Dabei sagen viele, das Schnorcheln und Schnarchen vom Mops ist so süß …
Letztendlich ist es ein Zeichen dafür, dass der Hund Atemnot hat.

Martin Kniese mit Hündin Elza in seinem Jagdrevier in der Grube Messel.

Sie sind ja Jäger und haben Ihr Revier in der Grube Messel. Wie kam es dazu?
Mich hat das ganze Thema Wildbiologie sehr interessiert. Wir brauchen die Jagd zum Erhalt unseres Waldes und unserer Kulturlandschaft. Außerdem war die Ernährung für mich ein Thema. Ich habe mich mit meinem Fleischkonsum beschäftigt und wollte kein Fleisch aus der Massenproduktion mehr essen. Und selbst gejagtes Fleisch ist eben das beste Lebensmittel, wenn es ordentlich und tiergerecht gejagt ist. Sehr viele Tierärzte sind Jäger, die meisten machen es aber heimlich. Das ist ein heikles Thema, weil Jäger in der Öffentlichkeit oft negativ dargestellt werden und – teils zurecht – in der Kritik stehen. Ich bin auch Ausbilder und Prüfer für Jäger, einfach weil es mir ein Anliegen ist, dass die Jagd tiergerecht durchgeführt wird und dass sich die Jagd modernisiert.
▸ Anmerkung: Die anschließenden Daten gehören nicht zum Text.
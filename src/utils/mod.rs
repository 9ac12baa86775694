//! Some utility functions

use std::io::{stdout, Write};

use crate::task::Task;

pub mod comparison;

/// A debug utility that pretty-prints a list of tasks, sorted alphabetically
pub fn print_task_list(tasks: &[Task]) {
    let mut sorted: Vec<&Task> = tasks.iter().collect();
    sorted.sort_by(comparison::compare_tasks_alpha);
    for task in sorted {
        print_task(task);
    }
}

pub fn print_task(task: &Task) {
    let completion = if task.is_done() { "✓" } else { " " };
    let sync = match task.owner_id() {
        None => ".",
        Some(_) => "=",
    };
    println!("    {}{} {}\t{}", completion, sync, task.text(), task.id());
}

/// Print a prompt, without a trailing newline
pub fn prompt(text: &str) {
    let mut stdout = stdout();
    let _ = stdout.write_all(text.as_bytes());
    let _ = stdout.flush();
}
Ich habe mir extra ein Jagdrevier ausgesucht, wo die Jagd wegen der anderen Nutzer der Grube, nur verhalten ausgeübt werden darf.

Ihre Hündin ist ja heute mit Ihnen hier in der Praxis. Ist sie der einzige Hund, der keine Angst vorm Tierarzt hat?
Elza ist nicht so begeistert, weil hier immer komische Sachen mit ihr passieren wie Krallen schneiden und Haare kämmen, aber sie kommt tapfer mit und liegt dann ruhig im Büro. Ein zweiter Hund, den es immer gab, ist bei uns im Garten begraben. Außerdem gibt es eine Katze und zwei Schildkröten.

Hündin Elza ist Martin Knieses siebter Hund. Sie ist ein „Irish Wolf Hound“, ein irischer Wolfhund, eine der größten Hunderassen.

Gibt es eigentlich auch Situationen, die Sie schlecht abschütteln können und die Sie mit nach Hause nehmen?
Wenn man den Beruf, den ich jetzt seit 35 Jahren mache, halbwegs unbeschadet überstehen will, bei all dem Unerfreulichen, muss man klare Grenzen ziehen zwischen der Arbeit und dem Privaten. Nicht umsonst haben Tierärzte die höchste Suizidrate von allen akademischen Berufen. Was mir aber zunehmend schwerer fällt, ist wenn ich Patienten, die ich, vom Welpenalter an, seit 15 Jahren kenne, erlösen muss. Das ist etwas, von dem ich dachte, dass es mir mit der Zeit leichter fallen würde. Genau das Gegenteil ist der Fall. Der letzte Gang zum Tierarzt ist etwas, was ich gerne den Tierärztinnen in meiner Praxis überlassen würde, nichtsdestotrotz mache ich es gerade bei langjährigen Kunden häufig noch selbst. Ich wünschte, die Tiere würden von alleine zuhause sanft einschlafen, was aber leider so gut wie nie passiert.

»Sehr viele Tierärzte sind Jäger, die meisten machen es aber heimlich.«

ZUR PERSON
Martin Kniese, Jahrgang 1958, betreibt seine Praxis in der Wilhelm-Glässing-Straße 2 (unmittelbar am City-Tunnel) seit 1992. Neben ihm sind dort vier weitere Tierärztinnen beschäftigt. Er ist verheiratet und lebt in Darmstadt.

Buchtipp zum Thema

In „Das Kuscheltierdrama“ erzählt der Berliner Veterinär Achim Gruber aus seinem Alltag als Tierpathologe. Untertitel: „Über das stille Leiden der Haustiere“. Eine Mischung aus Sachbuch, Ratgeber und Krimi – denn viele der beschriebenen Fälle lesen sich wie ein Krimi. Das Buch ist 2019 als Taschenbuch und E-Book erschienen.